What should I do if I encounter a dingo?
- Stand still facing towards the dingo with your arms folded across your chest. You want to present as a big object so stand up nice and tall.
- If it’s safe to do so, slowly back away from the dingo while still facing it.
- Once you’re a safe distance away, wait for the dingo to leave before continuing on your way.
- If the dingo/s follow your retreat, loudly and confidently call for help. Do not turn away from the dingo.
- Once help arrives it’s most likely the dingo’s will move off.

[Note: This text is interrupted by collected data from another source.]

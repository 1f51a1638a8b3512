//! Node liveness and ring membership.
//!
//! The ring and the member table share one read-write lock: resolutions run
//! concurrently under the shared lock, while join, failure, rejoin and
//! decommission take it exclusively. Node caches have their own locks and
//! are never called while this lock is held.
//!
//! Per-node lifecycle:
//!
//! ```text
//!   join ──► Active ──mark_failed──► Failed ──rejoin──► Active
//!              │                        │
//!              └──────decommission──────┴──► (removed)
//! ```

use crate::cache::{CacheNode, NodeCache};
use crate::cluster::events::{MemberEvent, MemberEventListener};
use crate::config::{ClusterConfig, MembershipConfig};
use crate::error::{Error, MembershipError, Result};
use crate::partitioning::{HashRing, ReplicaPlacement};
use crate::types::{ClusterStatus, NodeId, NodeState, NodeStatus};
use parking_lot::RwLock;
use std::collections::BTreeMap;
use std::sync::Arc;
use std::time::{Duration, Instant};
use tokio::sync::mpsc;
use tracing::{debug, info, warn};

/// A member node and its liveness.
#[derive(Debug)]
struct Member {
    node: Arc<dyn CacheNode>,
    state: NodeState,

    /// Consecutive failed health checks.
    failed_checks: usize,

    /// When `state` last changed.
    state_since: Instant,
}

impl Member {
    fn new(node: Arc<dyn CacheNode>) -> Self {
        Self {
            node,
            state: NodeState::Active,
            failed_checks: 0,
            state_since: Instant::now(),
        }
    }

    fn set_state(&mut self, state: NodeState) {
        self.state = state;
        self.failed_checks = 0;
        self.state_since = Instant::now();
    }
}

#[derive(Debug)]
struct Topology {
    ring: HashRing,
    members: BTreeMap<NodeId, Member>,
}

/// A resolved replica: the node to call and its state at resolution time.
#[derive(Debug, Clone)]
pub struct Replica {
    /// The node's ID.
    pub node_id: NodeId,
    /// The node's state when the replica set was resolved.
    pub state: NodeState,
    /// Handle used to call the node.
    pub node: Arc<dyn CacheNode>,
}

/// Authoritative liveness state and ring membership.
pub struct Membership {
    topology: RwLock<Topology>,

    /// Ring positions per node.
    vnodes_per_node: usize,

    config: MembershipConfig,

    listeners: RwLock<Vec<Arc<dyn MemberEventListener>>>,

    event_tx: mpsc::UnboundedSender<MemberEvent>,
}

impl Membership {
    /// Create an empty membership table.
    pub fn new(config: &ClusterConfig) -> (Arc<Self>, mpsc::UnboundedReceiver<MemberEvent>) {
        let (event_tx, event_rx) = mpsc::unbounded_channel();

        let membership = Arc::new(Self {
            topology: RwLock::new(Topology {
                ring: HashRing::new(config.max_salt_retries),
                members: BTreeMap::new(),
            }),
            vnodes_per_node: config.vnodes_per_node,
            config: config.membership.clone(),
            listeners: RwLock::new(Vec::new()),
            event_tx,
        });

        (membership, event_rx)
    }

    /// Add an event listener.
    pub fn add_listener(&self, listener: Arc<dyn MemberEventListener>) {
        self.listeners.write().push(listener);
    }

    fn notify(&self, event: MemberEvent) {
        for listener in self.listeners.read().iter() {
            listener.on_event(&event);
        }
        let _ = self.event_tx.send(event);
    }

    // ==================== Topology changes ====================

    /// Create a cache of `capacity` entries for a new node and put it on the ring.
    pub fn join(&self, node_id: impl Into<NodeId>, capacity: usize) -> Result<()> {
        let node_id = node_id.into();
        if capacity == 0 {
            return Err(MembershipError::InvalidCapacity { node_id, capacity }.into());
        }

        self.admit(node_id, Arc::new(NodeCache::new(capacity)))
    }

    /// Put an externally built node on the ring.
    pub fn join_with_node(&self, node_id: impl Into<NodeId>, node: Arc<dyn CacheNode>) -> Result<()> {
        self.admit(node_id.into(), node)
    }

    fn admit(&self, node_id: NodeId, node: Arc<dyn CacheNode>) -> Result<()> {
        let capacity = node.stats().capacity;
        {
            let mut topology = self.topology.write();
            if topology.members.contains_key(&node_id) {
                return Err(MembershipError::DuplicateNode(node_id).into());
            }
            topology.ring.add_node(&node_id, self.vnodes_per_node)?;
            topology.members.insert(node_id.clone(), Member::new(node));
        }

        info!(node_id = %node_id, capacity, "Node joined ring");
        self.notify(MemberEvent::NodeJoin { node_id, capacity });
        Ok(())
    }

    /// Take a node off the ring without discarding its cache.
    ///
    /// Marking an already failed node is a no-op.
    pub fn mark_failed(&self, node_id: &NodeId) -> Result<()> {
        {
            let mut topology = self.topology.write();
            let Topology { ring, members } = &mut *topology;
            let member = members
                .get_mut(node_id)
                .ok_or_else(|| MembershipError::NodeNotFound(node_id.clone()))?;

            if member.state == NodeState::Failed {
                return Ok(());
            }
            member.set_state(NodeState::Failed);
            ring.remove_node(node_id);
        }

        warn!(node_id = %node_id, "Node marked failed, removed from ring");
        self.notify(MemberEvent::NodeFailed {
            node_id: node_id.clone(),
        });
        Ok(())
    }

    /// Return a failed node to the ring with its cache contents intact.
    ///
    /// Rejoining an active node is a no-op.
    pub fn rejoin(&self, node_id: &NodeId) -> Result<()> {
        {
            let mut topology = self.topology.write();
            let Topology { ring, members } = &mut *topology;
            let member = members
                .get_mut(node_id)
                .ok_or_else(|| MembershipError::NodeNotFound(node_id.clone()))?;

            if member.state == NodeState::Active {
                return Ok(());
            }
            ring.add_node(node_id, self.vnodes_per_node)?;
            member.set_state(NodeState::Active);
        }

        info!(node_id = %node_id, "Node rejoined ring");
        self.notify(MemberEvent::NodeRecovered {
            node_id: node_id.clone(),
        });
        Ok(())
    }

    /// Permanently remove a node, dropping its cache and ring positions.
    pub fn decommission(&self, node_id: &NodeId) -> Result<()> {
        {
            let mut topology = self.topology.write();
            if topology.members.remove(node_id).is_none() {
                return Err(MembershipError::NodeNotFound(node_id.clone()).into());
            }
            topology.ring.remove_node(node_id);
        }

        info!(node_id = %node_id, "Node decommissioned");
        self.notify(MemberEvent::NodeDecommissioned {
            node_id: node_id.clone(),
        });
        Ok(())
    }

    // ==================== Health checks ====================

    /// Record a failed health check against a node.
    ///
    /// The node is marked failed once `failure_confirmations` consecutive
    /// checks have failed. Returns the node's state afterwards.
    pub fn record_failed_check(&self, node_id: &NodeId) -> Result<NodeState> {
        let failed_checks = {
            let mut topology = self.topology.write();
            let member = topology
                .members
                .get_mut(node_id)
                .ok_or_else(|| MembershipError::NodeNotFound(node_id.clone()))?;

            if member.state == NodeState::Failed {
                return Ok(NodeState::Failed);
            }
            member.failed_checks += 1;
            member.failed_checks
        };

        if failed_checks >= self.config.failure_confirmations {
            self.mark_failed(node_id)?;
            return Ok(NodeState::Failed);
        }

        debug!(node_id = %node_id, failed_checks, "Health check failed");
        self.notify(MemberEvent::NodeSuspect {
            node_id: node_id.clone(),
            failed_checks,
        });
        Ok(NodeState::Active)
    }

    /// Record a passing health check, clearing any suspicion.
    pub fn record_healthy_check(&self, node_id: &NodeId) -> Result<()> {
        let mut topology = self.topology.write();
        let member = topology
            .members
            .get_mut(node_id)
            .ok_or_else(|| MembershipError::NodeNotFound(node_id.clone()))?;
        member.failed_checks = 0;
        Ok(())
    }

    // ==================== Queries ====================

    /// Resolve the replicas for a key under the shared lock.
    ///
    /// Fails with `NoNodesAvailable` when there are no members at all. When
    /// members exist but none is on the ring, the result is empty.
    pub fn resolve(
        &self,
        key: &str,
        n: usize,
        placement: &dyn ReplicaPlacement,
    ) -> Result<Vec<Replica>> {
        let topology = self.topology.read();
        if topology.members.is_empty() {
            return Err(Error::NoNodesAvailable);
        }
        if topology.ring.is_empty() {
            return Ok(Vec::new());
        }

        let node_ids = placement.place(&topology.ring, key.as_bytes(), n)?;
        let replicas = node_ids
            .into_iter()
            .filter_map(|node_id| {
                let member = topology.members.get(&node_id)?;
                Some(Replica {
                    state: member.state,
                    node: member.node.clone(),
                    node_id,
                })
            })
            .collect();
        Ok(replicas)
    }

    /// Get a node's current state, or `None` if it is not a member.
    pub fn node_state(&self, node_id: &NodeId) -> Option<NodeState> {
        self.topology.read().members.get(node_id).map(|m| m.state)
    }

    /// How long a node has been in its current state.
    pub fn state_age(&self, node_id: &NodeId) -> Option<Duration> {
        self.topology
            .read()
            .members
            .get(node_id)
            .map(|m| m.state_since.elapsed())
    }

    /// Get the handle of a member node.
    pub fn node(&self, node_id: &NodeId) -> Option<Arc<dyn CacheNode>> {
        self.topology.read().members.get(node_id).map(|m| m.node.clone())
    }

    /// Check if a node is a member.
    pub fn contains(&self, node_id: &NodeId) -> bool {
        self.topology.read().members.contains_key(node_id)
    }

    /// Number of members, active or failed.
    pub fn member_count(&self) -> usize {
        self.topology.read().members.len()
    }

    /// Whether there are no members.
    pub fn is_empty(&self) -> bool {
        self.member_count() == 0
    }

    /// Active members, ordered by id.
    pub fn active_nodes(&self) -> Vec<NodeId> {
        self.nodes_in(NodeState::Active)
    }

    /// Failed members, ordered by id.
    pub fn failed_nodes(&self) -> Vec<NodeId> {
        self.nodes_in(NodeState::Failed)
    }

    fn nodes_in(&self, state: NodeState) -> Vec<NodeId> {
        self.topology
            .read()
            .members
            .iter()
            .filter(|(_, m)| m.state == state)
            .map(|(id, _)| id.clone())
            .collect()
    }

    /// Total positions on the ring.
    pub fn ring_positions(&self) -> usize {
        self.topology.read().ring.position_count()
    }

    /// Run a read-only function against the ring.
    pub fn with_ring<R>(&self, f: impl FnOnce(&HashRing) -> R) -> R {
        f(&self.topology.read().ring)
    }

    /// Status of every member, ordered by id.
    pub fn node_statuses(&self) -> Vec<NodeStatus> {
        let members: Vec<(NodeId, NodeState, usize, Arc<dyn CacheNode>)> = {
            let topology = self.topology.read();
            topology
                .members
                .iter()
                .map(|(id, m)| {
                    let positions = topology.ring.positions_of(id).len();
                    (id.clone(), m.state, positions, m.node.clone())
                })
                .collect()
        };

        // Node locks are taken only after the topology lock is released.
        members
            .into_iter()
            .map(|(node_id, state, ring_positions, node)| NodeStatus {
                node_id,
                state,
                ring_positions,
                stats: node.stats(),
            })
            .collect()
    }

    /// Snapshot of the whole cluster.
    pub fn status(&self, replication_factor: usize) -> ClusterStatus {
        ClusterStatus {
            replication_factor,
            ring_positions: self.ring_positions(),
            nodes: self.node_statuses(),
        }
    }
}

impl std::fmt::Debug for Membership {
    fn fmt(&self, f: &mut std::fmt::Formatter<'_>) -> std::fmt::Result {
        let topology = self.topology.read();
        f.debug_struct("Membership")
            .field("members", &topology.members.len())
            .field("ring_positions", &topology.ring.position_count())
            .field("vnodes_per_node", &self.vnodes_per_node)
            .finish()
    }
}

- Try to pat or interact with the dingos
- Run away
- Wave or flail your arms around
- Take your eyes of the dingos
If you do have a negative incident with a dingo, be sure to report it as soon as possible to the Parks and Wildlife Rangers on the Island either in person or they can be contacted by phone on 13 74 68. Seeing a wild dingo is still one of the large draw cards that attracts tourists to Fraser Island and by managing and controlling the interactions dingos have with humans, the safety of both parties will benefit in the long run.